EXTRACTED RECORDS below:
//! Part types that make up a SysAP project

use serde::{Deserialize, Serialize};
use std::fmt;

/// The kind of a part, used for logging and error messages
#[derive(Debug, Clone, Copy, PartialEq, Eq, Hash, PartialOrd, Ord, Serialize, Deserialize)]
#[serde(rename_all = "snake_case")]
pub enum PartType {
    String,
    Function,
    Floor,
    Room,
    Device,
    Channel,
}

impl PartType {
    pub fn as_str(&self) -> &'static str {
        match self {
            PartType::String => "string",
            PartType::Function => "function",
            PartType::Floor => "floor",
            PartType::Room => "room",
            PartType::Device => "device",
            PartType::Channel => "channel",
        }
    }
}

impl fmt::Display for PartType {
    fn fmt(&self, f: &mut fmt::Formatter<'_>) -> fmt::Result {
        f.write_str(self.as_str())
    }
}

/// A display string, referenced by its name id
#[derive(Debug, Clone, PartialEq, Eq, Serialize, Deserialize)]
pub struct FahString {
    pub name_id: u32,
    pub text: String,
}

impl FahString {
    pub fn new(name_id: u32, text: impl Into<String>) -> Self {
        Self {
            name_id,
            text: text.into(),
        }
    }
}

/// A functional role descriptor (switch actuator, dimmer, blind, ...)
#[derive(Debug, Clone, PartialEq, Eq, Serialize, Deserialize)]
pub struct FahFunction {
    pub function_id: u32,

    /// Name id of the display string describing this function
    #[serde(default, skip_serializing_if = "Option::is_none")]
    pub name_id: Option<u32>,
}

impl FahFunction {
    pub fn new(function_id: u32) -> Self {
        Self {
            function_id,
            name_id: None,
        }
    }

    pub fn with_name_id(mut self, name_id: u32) -> Self {
        self.name_id = Some(name_id);
        self
    }
}

/// A building floor
#[derive(Debug, Clone, PartialEq, Eq, Serialize, Deserialize)]
pub struct Floor {
    /// Floor uid (e.g. "01"); an empty uid leaves the floor unindexed
    pub uid: String,

    #[serde(default, skip_serializing_if = "Option::is_none")]
    pub name: Option<String>,
}

impl Floor {
    pub fn new(uid: impl Into<String>) -> Self {
        Self {
            uid: uid.into(),
            name: None,
        }
    }

    pub fn with_name(mut self, name: impl Into<String>) -> Self {
        self.name = Some(name.into());
        self
    }
}

/// A room located on a floor
#[derive(Debug, Clone, PartialEq, Eq, Serialize, Deserialize)]
pub struct Room {
    pub uid: String,

    #[serde(default, skip_serializing_if = "Option::is_none")]
    pub name: Option<String>,

    /// Uid of the floor this room is on
    #[serde(default, skip_serializing_if = "Option::is_none")]
    pub floor_uid: Option<String>,
}

impl Room {
    pub fn new(uid: impl Into<String>) -> Self {
        Self {
            uid: uid.into(),
            name: None,
            floor_uid: None,
        }
    }

    pub fn with_name(mut self, name: impl Into<String>) -> Self {
        self.name = Some(name.into());
        self
    }

    pub fn on_floor(mut self, floor_uid: impl Into<String>) -> Self {
        self.floor_uid = Some(floor_uid.into());
        self
    }
}

/// A physical device (actuator, sensor, panel)
#[derive(Debug, Clone, PartialEq, Eq, Serialize, Deserialize)]
pub struct Device {
    /// Serial number (e.g. "ABB7F500E1D1"); an empty serial leaves the device unindexed
    pub serial_number: String,

    /// Hardware type id as reported by the SysAP
    #[serde(default, skip_serializing_if = "Option::is_none")]
    pub device_id: Option<String>,

    #[serde(default, skip_serializing_if = "Option::is_none")]
    pub display_name: Option<String>,

    #[serde(default, skip_serializing_if = "Option::is_none")]
    pub floor_uid: Option<String>,

    #[serde(default, skip_serializing_if = "Option::is_none")]
    pub room_uid: Option<String>,
}

impl Device {
    pub fn new(serial_number: impl Into<String>) -> Self {
        Self {
            serial_number: serial_number.into(),
            device_id: None,
            display_name: None,
            floor_uid: None,
            room_uid: None,
        }
    }

    pub fn with_display_name(mut self, display_name: impl Into<String>) -> Self {
        self.display_name = Some(display_name.into());
        self
    }

    pub fn located(mut self, floor_uid: impl Into<String>, room_uid: impl Into<String>) -> Self {
        self.floor_uid = Some(floor_uid.into());
        self.room_uid = Some(room_uid.into());
        self
    }
}

/// A controllable or observable point on a device
#[derive(Debug, Clone, Default, PartialEq, Eq, Serialize, Deserialize)]
pub struct Channel {
    /// Channel name (e.g. "ch0000"); unnamed channels are not indexed
    #[serde(default, skip_serializing_if = "Option::is_none")]
    pub name: Option<String>,

    /// Serial number of the device this channel belongs to
    #[serde(default, skip_serializing_if = "Option::is_none")]
    pub device_serial: Option<String>,

    #[serde(default, skip_serializing_if = "Option::is_none")]
    pub display_name: Option<String>,

    #[serde(default, skip_serializing_if = "Option::is_none")]
    pub floor_uid: Option<String>,

    #[serde(default, skip_serializing_if = "Option::is_none")]
    pub room_uid: Option<String>,

    #[serde(default, skip_serializing_if = "Option::is_none")]
    pub function_id: Option<u32>,
}

impl Channel {
    pub fn new(name: impl Into<String>) -> Self {
        Self {
            name: Some(name.into()),
            ..Self::default()
        }
    }

    /// A channel without a name; it is a project member but cannot be looked up by name
    pub fn unnamed() -> Self {
        Self::default()
    }

    pub fn on_device(mut self, serial_number: impl Into<String>) -> Self {
        self.device_serial = Some(serial_number.into());
        self
    }

    pub fn with_display_name(mut self, display_name: impl Into<String>) -> Self {
        self.display_name = Some(display_name.into());
        self
    }

    pub fn with_function(mut self, function_id: u32) -> Self {
        self.function_id = Some(function_id);
        self
    }

    pub fn located(mut self, floor_uid: impl Into<String>, room_uid: impl Into<String>) -> Self {
        self.floor_uid = Some(floor_uid.into());
        self.room_uid = Some(room_uid.into());
        self
    }
}

/// Parts that reference a floor and a room by uid
pub trait Located {
    fn floor_uid(&self) -> Option<&str>;
    fn room_uid(&self) -> Option<&str>;
}

impl Located for Room {
    fn floor_uid(&self) -> Option<&str> {
        self.floor_uid.as_deref()
    }

    fn room_uid(&self) -> Option<&str> {
        Some(&self.uid)
    }
}

impl Located for Device {
    fn floor_uid(&self) -> Option<&str> {
        self.floor_uid.as_deref()
    }

    fn room_uid(&self) -> Option<&str> {
        self.room_uid.as_deref()
    }
}

impl Located for Channel {
    fn floor_uid(&self) -> Option<&str> {
        self.floor_uid.as_deref()
    }

    fn room_uid(&self) -> Option<&str> {
        self.room_uid.as_deref()
    }
}

/// Any entity that can be registered into a project
#[derive(Debug, Clone, PartialEq, Eq, Serialize, Deserialize)]
#[serde(tag = "kind", rename_all = "snake_case")]
pub enum Part {
    String(FahString),
    Function(FahFunction),
    Floor(Floor),
    Room(Room),
    Device(Device),
    Channel(Channel),
}

impl Part {
    pub fn part_type(&self) -> PartType {
        match self {
            Part::String(_) => PartType::String,
            Part::Function(_) => PartType::Function,
            Part::Floor(_) => PartType::Floor,
            Part::Room(_) => PartType::Room,
            Part::Device(_) => PartType::Device,
            Part::Channel(_) => PartType::Channel,
        }
    }
}

/// A concrete part type that can be recovered from a [`Part`]
pub trait PartKind: Into<Part> {
    fn from_part(part: &Part) -> Option<&Self>;
}

impl PartKind for Part {
    fn from_part(part: &Part) -> Option<&Self> {
        Some(part)
    }
}

macro_rules! part_kind {
    ($variant:ident, $ty:ty) => {
        impl From<$ty> for Part {
            fn from(value: $ty) -> Self {
                Part::$variant(value)
            }
        }

        impl PartKind for $ty {
            fn from_part(part: &Part) -> Option<&Self> {
                match part {
                    Part::$variant(inner) => Some(inner),
                    _ => None,
                }
            }
        }
    };
}

part_kind!(String, FahString);
part_kind!(Function, FahFunction);
part_kind!(Floor, Floor);
part_kind!(Room, Room);
part_kind!(Device, Device);
part_kind!(Channel, Channel);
End of EXTRACTED RECORDS.
**EXERCISE DETAILS**: Look for the string "unnamed" in the records, and copy every line where it is found.

**PROBLEM SOLUTION**:
    /// Channel name (e.g. "ch0000"); unnamed channels are not indexed
    pub fn unnamed() -> Self {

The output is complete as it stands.